### TASK INSTRUCTIONS
Would you restate the data exactly as given?

### DATA EXTRACTS ###

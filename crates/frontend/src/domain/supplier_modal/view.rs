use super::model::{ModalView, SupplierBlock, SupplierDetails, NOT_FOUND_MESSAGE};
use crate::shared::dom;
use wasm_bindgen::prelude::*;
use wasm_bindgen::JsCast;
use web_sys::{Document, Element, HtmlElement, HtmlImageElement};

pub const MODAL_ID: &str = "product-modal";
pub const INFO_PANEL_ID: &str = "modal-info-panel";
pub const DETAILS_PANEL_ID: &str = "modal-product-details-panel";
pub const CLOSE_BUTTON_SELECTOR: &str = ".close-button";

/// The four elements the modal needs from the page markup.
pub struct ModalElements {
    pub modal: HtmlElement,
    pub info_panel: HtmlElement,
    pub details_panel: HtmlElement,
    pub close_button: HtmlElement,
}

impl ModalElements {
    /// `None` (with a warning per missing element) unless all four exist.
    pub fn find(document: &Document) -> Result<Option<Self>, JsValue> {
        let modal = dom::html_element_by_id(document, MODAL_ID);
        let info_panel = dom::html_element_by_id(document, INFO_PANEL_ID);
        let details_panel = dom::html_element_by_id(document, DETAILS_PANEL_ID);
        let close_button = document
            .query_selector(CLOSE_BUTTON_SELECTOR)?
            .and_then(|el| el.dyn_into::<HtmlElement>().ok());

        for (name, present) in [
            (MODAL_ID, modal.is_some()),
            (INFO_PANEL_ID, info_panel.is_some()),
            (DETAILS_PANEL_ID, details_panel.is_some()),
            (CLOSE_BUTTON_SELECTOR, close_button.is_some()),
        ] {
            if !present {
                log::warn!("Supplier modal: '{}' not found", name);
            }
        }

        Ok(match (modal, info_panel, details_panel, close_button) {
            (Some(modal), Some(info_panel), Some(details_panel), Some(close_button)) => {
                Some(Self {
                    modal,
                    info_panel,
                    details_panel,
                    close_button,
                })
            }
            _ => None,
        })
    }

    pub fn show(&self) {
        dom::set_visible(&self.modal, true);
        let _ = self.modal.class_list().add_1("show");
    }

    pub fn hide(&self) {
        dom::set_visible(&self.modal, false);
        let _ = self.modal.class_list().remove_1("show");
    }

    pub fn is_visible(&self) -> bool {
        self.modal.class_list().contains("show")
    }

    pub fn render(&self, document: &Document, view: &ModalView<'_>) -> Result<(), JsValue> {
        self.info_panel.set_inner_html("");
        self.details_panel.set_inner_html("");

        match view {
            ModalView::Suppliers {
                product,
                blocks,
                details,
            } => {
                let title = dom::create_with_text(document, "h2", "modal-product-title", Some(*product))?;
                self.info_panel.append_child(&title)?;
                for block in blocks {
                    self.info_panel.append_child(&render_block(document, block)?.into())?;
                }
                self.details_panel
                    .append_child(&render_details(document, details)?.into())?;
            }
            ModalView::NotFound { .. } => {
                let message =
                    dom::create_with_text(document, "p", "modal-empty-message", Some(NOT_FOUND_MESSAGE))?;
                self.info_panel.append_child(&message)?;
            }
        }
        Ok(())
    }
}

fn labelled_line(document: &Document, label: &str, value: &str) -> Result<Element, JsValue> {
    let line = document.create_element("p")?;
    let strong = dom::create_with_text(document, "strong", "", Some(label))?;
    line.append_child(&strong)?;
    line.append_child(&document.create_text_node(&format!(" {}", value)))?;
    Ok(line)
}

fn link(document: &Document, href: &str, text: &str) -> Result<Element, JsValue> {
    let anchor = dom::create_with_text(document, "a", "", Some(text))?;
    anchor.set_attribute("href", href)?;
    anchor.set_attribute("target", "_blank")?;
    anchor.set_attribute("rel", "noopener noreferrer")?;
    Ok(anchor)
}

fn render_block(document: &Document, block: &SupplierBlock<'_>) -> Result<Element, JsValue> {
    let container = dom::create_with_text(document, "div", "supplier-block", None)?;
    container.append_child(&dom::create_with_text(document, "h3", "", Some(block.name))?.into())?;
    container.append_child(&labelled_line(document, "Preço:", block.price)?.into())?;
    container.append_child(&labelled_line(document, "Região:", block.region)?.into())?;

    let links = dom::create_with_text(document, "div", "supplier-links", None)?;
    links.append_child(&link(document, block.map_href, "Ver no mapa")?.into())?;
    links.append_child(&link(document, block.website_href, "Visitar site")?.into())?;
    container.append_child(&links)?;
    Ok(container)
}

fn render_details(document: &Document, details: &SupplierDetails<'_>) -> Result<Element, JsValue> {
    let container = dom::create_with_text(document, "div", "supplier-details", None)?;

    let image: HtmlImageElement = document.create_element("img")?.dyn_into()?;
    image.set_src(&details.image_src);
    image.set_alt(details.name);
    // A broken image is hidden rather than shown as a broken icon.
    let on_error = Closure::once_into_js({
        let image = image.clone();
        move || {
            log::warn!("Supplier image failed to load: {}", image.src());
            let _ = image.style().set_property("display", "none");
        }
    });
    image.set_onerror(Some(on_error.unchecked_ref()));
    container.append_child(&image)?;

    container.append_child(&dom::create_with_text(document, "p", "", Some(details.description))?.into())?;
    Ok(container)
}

###

### EXERCISE ANSWER
filename crates/frontend/src/domain/supplier_modal/view.rs
use super::model::{ModalView, SupplierBlock, SupplierDetails, NOT_FOUND_MESSAGE};
use crate::shared::dom;
use wasm_bindgen::prelude::*;
use wasm_bindgen::JsCast;
use web_sys::{Document, Element, HtmlElement, HtmlImageElement};

pub const MODAL_ID: &str = "product-modal";
pub const INFO_PANEL_ID: &str = "modal-info-panel";
pub const DETAILS_PANEL_ID: &str = "modal-product-details-panel";
pub const CLOSE_BUTTON_SELECTOR: &str = ".close-button";

/// The four elements the modal needs from the page markup.
pub struct ModalElements {
    pub modal: HtmlElement,
    pub info_panel: HtmlElement,
    pub details_panel: HtmlElement,
    pub close_button: HtmlElement,
}

impl ModalElements {
    /// `None` (with a warning per missing element) unless all four exist.
    pub fn find(document: &Document) -> Result<Option<Self>, JsValue> {
        let modal = dom::html_element_by_id(document, MODAL_ID);
        let info_panel = dom::html_element_by_id(document, INFO_PANEL_ID);
        let details_panel = dom::html_element_by_id(document, DETAILS_PANEL_ID);
        let close_button = document
            .query_selector(CLOSE_BUTTON_SELECTOR)?
            .and_then(|el| el.dyn_into::<HtmlElement>().ok());

        for (name, present) in [
            (MODAL_ID, modal.is_some()),
            (INFO_PANEL_ID, info_panel.is_some()),
            (DETAILS_PANEL_ID, details_panel.is_some()),
            (CLOSE_BUTTON_SELECTOR, close_button.is_some()),
        ] {
            if !present {
                log::warn!("Supplier modal: '{}' not found", name);
            }
        }

        Ok(match (modal, info_panel, details_panel, close_button) {
            (Some(modal), Some(info_panel), Some(details_panel), Some(close_button)) => {
                Some(Self {
                    modal,
                    info_panel,
                    details_panel,
                    close_button,
                })
            }
            _ => None,
        })
    }

    pub fn show(&self) {
        dom::set_visible(&self.modal, true);
        let _ = self.modal.class_list().add_1("show");
    }

    pub fn hide(&self) {
        dom::set_visible(&self.modal, false);
        let _ = self.modal.class_list().remove_1("show");
    }

    pub fn is_visible(&self) -> bool {
        self.modal.class_list().contains("show")
    }

    pub fn render(&self, document: &Document, view: &ModalView<'_>) -> Result<(), JsValue> {
        self.info_panel.set_inner_html("");
        self.details_panel.set_inner_html("");

        match view {
            ModalView::Suppliers {
                product,
                blocks,
                details,
            } => {
                let title = dom::create_with_text(document, "h2", "modal-product-title", Some(*product))?;
                self.info_panel.append_child(&title)?;
                for block in blocks {
                    self.info_panel.append_child(&render_block(document, block)?.into())?;
                }
                self.details_panel
                    .append_child(&render_details(document, details)?.into())?;
            }
            ModalView::NotFound { .. } => {
                let message =
                    dom::create_with_text(document, "p", "modal-empty-message", Some(NOT_FOUND_MESSAGE))?;
                self.info_panel.append_child(&message)?;
            }
        }
        Ok(())
    }
}

fn labelled_line(document: &Document, label: &str, value: &str) -> Result<Element, JsValue> {
    let line = document.create_element("p")?;
    let strong = dom::create_with_text(document, "strong", "", Some(label))?;
    line.append_child(&strong)?;
    line.append_child(&document.create_text_node(&format!(" {}", value)))?;
    Ok(line)
}

fn link(document: &Document, href: &str, text: &str) -> Result<Element, JsValue> {
    let anchor = dom::create_with_text(document, "a", "", Some(text))?;
    anchor.set_attribute("href", href)?;
    anchor.set_attribute("target", "_blank")?;
    anchor.set_attribute("rel", "noopener noreferrer")?;
    Ok(anchor)
}

fn render_block(document: &Document, block: &SupplierBlock<'_>) -> Result<Element, JsValue> {
    let container = dom::create_with_text(document, "div", "supplier-block", None)?;
    container.append_child(&dom::create_with_text(document, "h3", "", Some(block.name))?.into())?;
    container.append_child(&labelled_line(document, "Preço:", block.price)?.into())?;
    container.append_child(&labelled_line(document, "Região:", block.region)?.into())?;

    let links = dom::create_with_text(document, "div", "supplier-links", None)?;
    links.append_child(&link(document, block.map_href, "Ver no mapa")?.into())?;
    links.append_child(&link(document, block.website_href, "Visitar site")?.into())?;
    container.append_child(&links)?;
    Ok(container)
}

fn render_details(document: &Document, details: &SupplierDetails<'_>) -> Result<Element, JsValue> {
    let container = dom::create_with_text(document, "div", "supplier-details", None)?;

    let image: HtmlImageElement = document.create_element("img")?.dyn_into()?;
    image.set_src(&details.image_src);
    image.set_alt(details.name);
    // A broken image is hidden rather than shown as a broken icon.
    let on_error = Closure::once_into_js({
        let image = image.clone();
        move || {
            log::warn!("Supplier image failed to load: {}", image.src());
            let _ = image.style().set_property("display", "none");
        }
    });
    image.set_onerror(Some(on_error.unchecked_ref()));
    container.append_child(&image)?;

    container.append_child(&dom::create_with_text(document, "p", "", Some(details.description))?.into())?;
    Ok(container)
}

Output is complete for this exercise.